CHARLIE DENT, CNN POLITICAL COMMENTATOR, FORMER PENNSYLVANIA REPRESENTATIVE: Well, as a former chair of the House Ethics Committee, we actually did authorize the issuance of some subpoenas to members at various times. It was always for documents. I don't think we actually ever issued the subpoenas, but we authorized them.

Senator Bob Packwood, he was subpoenaed, I think, also for documents. He went to court and Packwood lost. What's unusual about this is that members are being asked to provide testimony under a subpoena. And so, I suspect these members will not comply. And then if the House flips, I suspect they'll return the favor and they will issue subpoenas to their favorite targets, maybe Adam Schiff or someone like that.

So -- but this is -- I think it's bad for Congress at the end of the day because, you know, if these subpoenas are defied by the members, you know, it just weakens Congress. So, I think that's really what's happening here.

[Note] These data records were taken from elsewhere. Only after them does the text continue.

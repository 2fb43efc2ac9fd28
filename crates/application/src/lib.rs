//! Application layer - Use cases and orchestration
//!
//! Contains the search, routing, realtime, map reconciliation and navigation
//! services together with the port traits they depend on. Adapters in the
//! infrastructure layer implement the ports.

pub mod error;
pub mod ports;
pub mod services;

pub use error::{ApplicationError, ChannelError, GeolocationError, RoutingError, SearchError};
pub use ports::*;
pub use services::*;
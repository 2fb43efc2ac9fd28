//! Search origin resolution

use std::sync::Arc;
use std::time::Duration;

use domain::GeoLocation;
use tracing::{debug, warn};

use crate::error::GeolocationError;
use crate::ports::GeolocationPort;

/// Upper bound for a device position lookup
const POSITION_TIMEOUT: Duration = Duration::from_secs(10);

/// Resolves the origin for searches and routes
///
/// Uses the device position when available and a fixed default otherwise.
/// A denied permission is reported to the caller instead of being hidden.
pub struct LocationResolver {
    geolocation: Arc<dyn GeolocationPort>,
    default_origin: GeoLocation,
}

impl std::fmt::Debug for LocationResolver {
    fn fmt(&self, f: &mut std::fmt::Formatter<'_>) -> std::fmt::Result {
        f.debug_struct("LocationResolver")
            .field("default_origin", &self.default_origin)
            .finish_non_exhaustive()
    }
}

impl LocationResolver {
    pub fn new(geolocation: Arc<dyn GeolocationPort>, default_origin: GeoLocation) -> Self {
        Self {
            geolocation,
            default_origin,
        }
    }

    pub const fn default_origin(&self) -> GeoLocation {
        self.default_origin
    }

    /// Current origin
    ///
    /// # Errors
    ///
    /// Returns `PermissionDenied` when the user refused location access.
    pub async fn resolve(&self) -> Result<GeoLocation, GeolocationError> {
        let position = tokio::time::timeout(POSITION_TIMEOUT, self.geolocation.current_position())
            .await
            .unwrap_or(Err(GeolocationError::Timeout));

        match position {
            Ok(location) => {
                debug!(%location, "Resolved device position");
                Ok(location)
            },
            Err(error) if error.is_permanent() => {
                warn!(%error, "Location permission denied");
                Err(error)
            },
            Err(error) => {
                debug!(%error, "Position unavailable, using default origin");
                Ok(self.default_origin)
            },
        }
    }
}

LEMON: He didn't say it, but I could hear it, John.


AVLON: Yeah, I'm going to go with that (ph). Look, I think this is not a process story. Yes, they may try to run out the clock. Yes, it's bad for the institution. They'll probably refuse it. But that's not the real deal. You know what's bad for the institution? Members of Congress trying to coordinate with a sitting president to overturn an election.

And the reason they're resisting testifying is they have something to hide apparently. They can't handle the truth. And it's important to get the information, knowing what we know about Scott Perry, knowing what we know about some of these other folks who were working. We got the text messages in some case. We know they were working with the Trump White House to try to overturn an election. All that information has got to come out, and they should testify.

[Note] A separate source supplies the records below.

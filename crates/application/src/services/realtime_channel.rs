//! Realtime push channel
//!
//! A supervisor task owns the connection lifecycle:
//! `Disconnected -> Connecting -> Connected -> Disconnected`. Failed connects
//! are retried with exponential backoff until `max_attempts` consecutive
//! failures, after which the channel gives up for good and reports it once.
//!
//! Frames sent while disconnected are queued and flushed in order as soon as
//! a connection is up. The queue is bounded; when full the oldest frame goes. Inbound frames are dispatched to handlers registered
//! for their type; frames nobody listens for are dropped.

use std::collections::{HashMap, VecDeque};
use std::sync::Arc;
use std::sync::atomic::{AtomicBool, AtomicU32, AtomicU64, Ordering};
use std::time::Duration;

use domain::{GeoLocation, PlaceResult, PlaceSource, SearchFilters};
use parking_lot::{Mutex, RwLock};
use serde::{Deserialize, Serialize};
use serde_json::{Value, json};
use tokio::sync::{broadcast, mpsc, oneshot, watch};
use tokio::task::JoinHandle;
use tracing::{debug, info, instrument, warn};

use super::simulated_results::SimulatedResults;
use crate::ports::{ChannelConnection, ChannelFrame, ChannelTransport};

/// Outbound search request frame type
pub const SEARCH_REQUEST: &str = "search_request";

/// Inbound search response frame type
pub const SEARCH_RESULTS: &str = "search_results";

/// Realtime channel settings
#[derive(Debug, Clone, Serialize, Deserialize)]
pub struct RealtimeConfig {
    /// WebSocket endpoint; the channel stays offline when unset
    #[serde(default)]
    pub url: Option<String>,

    /// Delay before the first reconnect in milliseconds
    #[serde(default = "default_base_delay_ms")]
    pub base_delay_ms: u64,

    /// Upper bound for a single reconnect delay in milliseconds
    #[serde(default = "default_max_delay_ms")]
    pub max_delay_ms: u64,

    /// Consecutive failed connects before giving up
    #[serde(default = "default_max_attempts")]
    pub max_attempts: u32,

    /// How long `search` waits for a `search_results` frame
    #[serde(default = "default_response_timeout_ms")]
    pub response_timeout_ms: u64,

    /// Artificial delay of the simulated fallback
    #[serde(default = "default_simulation_delay_ms")]
    pub simulation_delay_ms: u64,

    /// Frames kept while disconnected
    #[serde(default = "default_max_queued_frames")]
    pub max_queued_frames: usize,
}

const fn default_base_delay_ms() -> u64 {
    1000
}

const fn default_max_delay_ms() -> u64 {
    30_000
}

const fn default_max_attempts() -> u32 {
    5
}

const fn default_response_timeout_ms() -> u64 {
    3000
}

const fn default_simulation_delay_ms() -> u64 {
    500
}

const fn default_max_queued_frames() -> usize {
    256
}

impl Default for RealtimeConfig {
    fn default() -> Self {
        Self {
            url: None,
            base_delay_ms: default_base_delay_ms(),
            max_delay_ms: default_max_delay_ms(),
            max_attempts: default_max_attempts(),
            response_timeout_ms: default_response_timeout_ms(),
            simulation_delay_ms: default_simulation_delay_ms(),
            max_queued_frames: default_max_queued_frames(),
        }
    }
}

impl RealtimeConfig {
    /// Fast backoff and no artificial simulation delay
    #[must_use]
    pub fn for_testing() -> Self {
        Self {
            url: None,
            base_delay_ms: 100,
            max_delay_ms: 1_000,
            response_timeout_ms: 200,
            simulation_delay_ms: 0,
            ..Self::default()
        }
    }

    /// Validate the configuration
    ///
    /// # Errors
    ///
    /// Returns an error if the configuration is invalid.
    pub fn validate(&self) -> Result<(), String> {
        if self.max_attempts == 0 {
            return Err("max_attempts must be greater than 0".to_string());
        }
        if self.base_delay_ms == 0 {
            return Err("base_delay_ms must be greater than 0".to_string());
        }
        if self.max_delay_ms < self.base_delay_ms {
            return Err("max_delay_ms must not be below base_delay_ms".to_string());
        }
        if self.max_queued_frames == 0 {
            return Err("max_queued_frames must be greater than 0".to_string());
        }
        Ok(())
    }

    /// Backoff before reconnect attempt `attempt` (0-based): `base * 2^attempt`
    #[must_use]
    pub fn delay_for_attempt(&self, attempt: u32) -> Duration {
        let factor = 2u64.saturating_pow(attempt.min(32));
        Duration::from_millis(self.base_delay_ms.saturating_mul(factor).min(self.max_delay_ms))
    }

    #[must_use]
    pub const fn response_timeout(&self) -> Duration {
        Duration::from_millis(self.response_timeout_ms)
    }

    #[must_use]
    pub const fn simulation_delay(&self) -> Duration {
        Duration::from_millis(self.simulation_delay_ms)
    }
}

/// Connection state
#[derive(Debug, Clone, Copy, PartialEq, Eq, Hash, Default)]
pub enum ConnectionState {
    #[default]
    Disconnected,
    Connecting,
    Connected,
}

/// Lifecycle notifications
#[derive(Debug, Clone, PartialEq, Eq)]
pub enum ChannelEvent {
    Connected,
    Disconnected,
    /// A reconnect is due after `delay`
    ReconnectScheduled { attempt: u32, delay: Duration },
    /// Terminal: no further attempts will be made
    ReconnectExhausted { attempts: u32 },
}

type Handler = Arc<dyn Fn(&Value) + Send + Sync>;

#[derive(Default)]
struct Outbound {
    queue: VecDeque<ChannelFrame>,
    live: Option<mpsc::UnboundedSender<ChannelFrame>>,
}

impl Outbound {
    /// Drop the oldest frames beyond `limit`
    fn trim(&mut self, limit: usize) {
        let excess = self.queue.len().saturating_sub(limit);
        if excess > 0 {
            self.queue.drain(..excess);
            warn!(dropped = excess, "Realtime queue full, dropped oldest frames");
        }
    }
}

struct Shared {
    transport: Arc<dyn ChannelTransport>,
    config: RealtimeConfig,
    state: watch::Sender<ConnectionState>,
    outbound: Mutex<Outbound>,
    handlers: RwLock<HashMap<String, Vec<Handler>>>,
    pending: Mutex<HashMap<String, oneshot::Sender<Value>>>,
    events: broadcast::Sender<ChannelEvent>,
    exhausted: AtomicBool,
    connect_attempts: AtomicU32,
    request_seq: AtomicU64,
}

LEMON: Alice, I want to bring you in. Look, this investigation --

DENT: I agree.

LEMON: Wait a moment. Hold on, Alice.

DENT: I just said I agree. I agree with that.

LEMON: All right.

AVLON: Thanks, Charles.

DENT: I agree they should testify.

LEMON: But will they -- I don't think -- Alice, will they?



LEMON: Good night, everybody. They're not going to do it, right?

STEWART: Have a good night. No. We're not going to get any additional information out of them than we already have. There's the off chance that they will provide documents that have been subpoenaed and some extemporaneous information.


But as far as any of them testifying under oath, that's not going to happen. And potentially, they could be found in contempt of court. And John is right. They're probably going to try to run out the clock and have this stretch as long as they possibly can in hopes of, by the time this does come to fruition, Republicans will be in control.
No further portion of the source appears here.